Papel encolhe na África
Lim acrescenta que a Coreia do Norte não está recebendo uma recepção tão calorosa em muitos países africanos como costumava receber.
Angola, por exemplo, aceitou cerca de 3 mil "conselheiros” militares nas décadas de 1970 e 1980. Estas tropas foram encarregadas de treinar tropas locais, mas também lutaram contra as forças sul-africanas.
Mas o governo angolano começou a se distanciar da Coreia do Norte em 2019, quando, sob pressão da ONU, deportou quase 300 norte-coreanos.
As tropas norte-coreanas também treinaram militares ugandenses, inclusive em artes marciais, e houve sugestões de que armas leves norte-coreanas foram importadas para o país.
Pyongyang cultivou laços estreitos com a Etiópia e o Quênia e foi um aliado de longa data do Zimbábue, que ainda em 2013 assinou um acordo para exportar bolo amarelo (material composto de urânio) das suas minas em Kanyemba para a Coreia do Norte. Pyongyang pagou pelo combustível nuclear com armas.
"Resta saber se a pressão internacional sobre estes governos será suficiente para encorajá-los a distanciarem-se agora", diz Lim.
Aproximação com a Rússia
"Muitos países do Sul Global veem agora um risco maior em ter laços estreitos com a Coreia do Norte e já não a veem como um parceiro diplomático desejável", ressalta a especialista. "O comportamento da Coreia do Norte tem sido muitas vezes ultrajante para a comunidade internacional, e eles não irão mais tolerar isso."
No entanto, a Coreia do Norte agiu rapidamente para compensar essa situação, segundo Lim.
"O país se aproximou muito mais de Moscou para a sua própria sobrevivência, o que não é algo inesperado”, acrescenta.
"Imediatamente depois de a Rússia ter invadido a Ucrânia no ano passado, a Coreia do Norte declarou apoio e agora está fornecendo munições e outras armas para a guerra. Em troca, está recebendo combustível e alimentos, ambas coisas de que necessita desesperadamente, mas que não pode obter dos países africanos."
Toshimitsu Shigemura, professor da Universidade Waseda de Tóquio e especialista na liderança norte-coreana, concorda que o elevado custo da operação de missões diplomáticas no estrangeiro deve ter sido um fator importante por detrás da decisão de Pyongyang de encerrar algumas delas, mas há outras considerações.
"As embaixadas da Coreia do Norte não recebem nenhum dinheiro de Pyongyang e são forçadas a ganhar os seus próprios rendimentos", diz ele.

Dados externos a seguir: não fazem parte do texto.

//! Configuration for the hand mechanism.
//!
//! All of the machine's tunable numbers live here as plain structs with
//! `Default` values taken from the reference mechanism, plus builder-style
//! setters. Uses `heapless::String` for the device label so the
//! configuration stays `no_std`-clean.
//!
//! # Example
//!
//! ```rust
//! use helping_hand::config::{Config, HandConfig, MotionProfile};
//!
//! // Use defaults
//! let config = Config::default();
//!
//! // Or customize
//! let config = Config::default().with_hand(
//!     HandConfig::default()
//!         .with_reach_threshold_cm(20.0)
//!         .with_fast(MotionProfile::new(3000.0, 1200.0)),
//! );
//! ```

use heapless::String as HString;

use crate::traits::TriggerEdge;

/// Maximum length for the device name label
pub const MAX_NAME_LEN: usize = 64;

/// Type alias for the device name string
pub type NameString = HString<MAX_NAME_LEN>;

/// Create a NameString from a &str, truncating if too long
pub fn name_string(s: &str) -> NameString {
    let mut hs = NameString::new();
    let take = s.len().min(MAX_NAME_LEN);
    // Find valid UTF-8 boundary
    let valid_end = s
        .char_indices()
        .take_while(|(i, _)| *i < take)
        .last()
        .map(|(i, c)| i + c.len_utf8())
        .unwrap_or(0);
    let _ = hs.push_str(&s[..valid_end]);
    hs
}

// ============================================================================
// Motion Profile
// ============================================================================

/// A named (max speed, acceleration) pair applied before a move.
///
/// Profiles are immutable configuration; the sequencer applies
/// [`HandConfig::slow`] for homing and the approach move, and
/// [`HandConfig::fast`] for the raise after detection.
#[derive(Clone, Copy, Debug, PartialEq)]
#[cfg_attr(feature = "serde", derive(serde::Serialize, serde::Deserialize))]
pub struct MotionProfile {
    /// Maximum speed in steps/second.
    pub max_speed: f32,
    /// Acceleration in steps/second².
    pub acceleration: f32,
}

impl MotionProfile {
    /// Create a profile from a speed/acceleration pair.
    pub const fn new(max_speed: f32, acceleration: f32) -> Self {
        Self {
            max_speed,
            acceleration,
        }
    }
}

// ============================================================================
// Hand Config
// ============================================================================

/// Mechanism geometry, motion profiles, and phase timing.
///
/// Defaults match the reference mechanism: a ~200-step reach, a 680-step
/// raise, and a homing overtravel well past the physical range so the limit
/// switch always interrupts the move.
#[derive(Clone, Debug, PartialEq)]
#[cfg_attr(feature = "serde", derive(serde::Serialize, serde::Deserialize))]
pub struct HandConfig {
    /// Extended position presented to the user, in steps from home.
    pub reached_position: i64,
    /// Fully raised position, in steps from home.
    pub up_position: i64,
    /// Homing target: a large negative offset that drives the hand into
    /// the limit switch.
    pub homing_target: i64,
    /// Profile for homing and the approach move.
    pub slow: MotionProfile,
    /// Profile for the raise after detection.
    pub fast: MotionProfile,
    /// Distance at or below which a hand counts as reaching in, in cm.
    pub reach_threshold_cm: f32,
    /// How long to wait for a close approach before re-homing, in ms.
    pub reach_timeout_ms: u64,
    /// Dwell after the raise before the cycle restarts, in ms.
    pub hand_up_delay_ms: u64,
    /// Active edge of the limit switch input.
    pub limit_edge: TriggerEdge,
}

impl Default for HandConfig {
    fn default() -> Self {
        Self {
            reached_position: 200,
            up_position: 680,
            homing_target: -2000,
            slow: MotionProfile::new(100.0, 200.0),
            fast: MotionProfile::new(2500.0, 1000.0),
            reach_threshold_cm: 25.0,
            reach_timeout_ms: 10_000,
            hand_up_delay_ms: 2_000,
            limit_edge: TriggerEdge::Falling,
        }
    }
}

impl HandConfig {
    /// Set the extended position.
    pub fn with_reached_position(mut self, steps: i64) -> Self {
        self.reached_position = steps;
        self
    }

    /// Set the raised position.
    pub fn with_up_position(mut self, steps: i64) -> Self {
        self.up_position = steps;
        self
    }

    /// Set the homing target offset.
    pub fn with_homing_target(mut self, steps: i64) -> Self {
        self.homing_target = steps;
        self
    }

    /// Set the slow (homing/approach) profile.
    pub fn with_slow(mut self, profile: MotionProfile) -> Self {
        self.slow = profile;
        self
    }

    /// Set the fast (raise) profile.
    pub fn with_fast(mut self, profile: MotionProfile) -> Self {
        self.fast = profile;
        self
    }

    /// Set the reach detection threshold.
    pub fn with_reach_threshold_cm(mut self, cm: f32) -> Self {
        self.reach_threshold_cm = cm;
        self
    }

    /// Set the reach wait timeout.
    pub fn with_reach_timeout_ms(mut self, ms: u64) -> Self {
        self.reach_timeout_ms = ms;
        self
    }

    /// Set the post-raise dwell.
    pub fn with_hand_up_delay_ms(mut self, ms: u64) -> Self {
        self.hand_up_delay_ms = ms;
        self
    }

    /// Set the limit switch active edge.
    pub fn with_limit_edge(mut self, edge: TriggerEdge) -> Self {
        self.limit_edge = edge;
        self
    }
}

// ============================================================================
// Device Config
// ============================================================================

/// Device identification, used to label diagnostic output.
#[derive(Clone, Debug)]
#[cfg_attr(feature = "serde", derive(serde::Serialize, serde::Deserialize))]
pub struct DeviceConfig {
    /// Human-readable device name.
    pub name: NameString,
}

impl Default for DeviceConfig {
    fn default() -> Self {
        Self {
            name: name_string("helping-hand"),
        }
    }
}

impl DeviceConfig {
    /// Set the device name.
    pub fn with_name(mut self, name: &str) -> Self {
        self.name = name_string(name);
        self
    }
}

// ============================================================================
// Main Config
// ============================================================================

/// Complete application configuration
#[derive(Clone, Debug, Default)]
#[cfg_attr(feature = "serde", derive(serde::Serialize, serde::Deserialize))]
pub struct Config {
    /// Device identification
    pub device: DeviceConfig,
    /// Mechanism geometry and timing
    pub hand: HandConfig,
}

impl Config {
    /// Set device configuration
    pub fn with_device(mut self, device: DeviceConfig) -> Self {
        self.device = device;
        self
    }

    /// Set hand configuration
    pub fn with_hand(mut self, hand: HandConfig) -> Self {
        self.hand = hand;
        self
    }
}

#[cfg(test)]
mod tests {
    use super::*;

    // =========================================================================
    // Name String Tests
    // =========================================================================

    #[test]
    fn name_string_normal() {
        let s = name_string("giver-01");
        assert_eq!(s.as_str(), "giver-01");
    }

    #[test]
    fn name_string_truncates() {
        let long = "x".repeat(100);
        let s = name_string(&long);
        assert_eq!(s.len(), MAX_NAME_LEN);
    }

    #[test]
    fn name_string_empty() {
        let s = name_string("");
        assert!(s.is_empty());
    }

    // =========================================================================
    // MotionProfile Tests
    // =========================================================================

    #[test]
    fn motion_profile_new() {
        let p = MotionProfile::new(100.0, 200.0);
        assert_eq!(p.max_speed, 100.0);
        assert_eq!(p.acceleration, 200.0);
    }

    // =========================================================================
    // HandConfig Tests
    // =========================================================================

    #[test]
    fn hand_config_defaults() {
        let c = HandConfig::default();
        assert_eq!(c.reached_position, 200);
        assert_eq!(c.up_position, 680);
        assert_eq!(c.homing_target, -2000);
        assert_eq!(c.slow, MotionProfile::new(100.0, 200.0));
        assert_eq!(c.fast, MotionProfile::new(2500.0, 1000.0));
        assert_eq!(c.reach_threshold_cm, 25.0);
        assert_eq!(c.reach_timeout_ms, 10_000);
        assert_eq!(c.hand_up_delay_ms, 2_000);
        assert_eq!(c.limit_edge, TriggerEdge::Falling);
    }

    #[test]
    fn hand_config_builders() {
        let c = HandConfig::default()
            .with_reached_position(150)
            .with_up_position(500)
            .with_homing_target(-1500)
            .with_slow(MotionProfile::new(80.0, 160.0))
            .with_fast(MotionProfile::new(3000.0, 1500.0))
            .with_reach_threshold_cm(30.0)
            .with_reach_timeout_ms(5_000)
            .with_hand_up_delay_ms(1_000)
            .with_limit_edge(TriggerEdge::Rising);

        assert_eq!(c.reached_position, 150);
        assert_eq!(c.up_position, 500);
        assert_eq!(c.homing_target, -1500);
        assert_eq!(c.slow.max_speed, 80.0);
        assert_eq!(c.fast.acceleration, 1500.0);
        assert_eq!(c.reach_threshold_cm, 30.0);
        assert_eq!(c.reach_timeout_ms, 5_000);
        assert_eq!(c.hand_up_delay_ms, 1_000);
        assert_eq!(c.limit_edge, TriggerEdge::Rising);
    }

    // =========================================================================
    // Device / Aggregate Config Tests
    // =========================================================================

    #[test]
    fn device_config_default_name() {
        let d = DeviceConfig::default();
        assert_eq!(d.name.as_str(), "helping-hand");
    }

    #[test]
    fn config_builders() {
        let config = Config::default()
            .with_device(DeviceConfig::default().with_name("bench-rig"))
            .with_hand(HandConfig::default().with_reach_timeout_ms(3_000));

        assert_eq!(config.device.name.as_str(), "bench-rig");
        assert_eq!(config.hand.reach_timeout_ms, 3_000);
    }
}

Ele acrescenta que a maneira mais fácil de fazer isso é muitas vezes ilegal, com diplomatas norte-coreanos tendo sido implicados no passado no contrabando de cigarros falsificados, moeda, narcóticos sintéticos, armas e até chifres de rinoceronte, muitas vezes através da bolsa diplomática.
"No entanto, muitos países tomaram conhecimento dos subterfúgios de Pyongyang e tornaram muito mais difícil para os diplomatas o contrabando", lembra Shigemura.
O jornal japonês Yomiuri também noticiou que a Coreia do Norte fechará o consulado que abriu em Hong Kong em 1999, dois anos depois de a antiga colônia britânica ter sido devolvida ao controle chinês.
O consulado tem sido amplamente visto como uma das estações externas mais importantes da Coreia do Norte e, ignorado pelas autoridades chinesas, esteve envolvido nos esforços para contornar as sanções, organizando remessas ilícitas de combustível e outros produtos proibidos que poderiam ser transferidos no mar para navios norte-coreanos.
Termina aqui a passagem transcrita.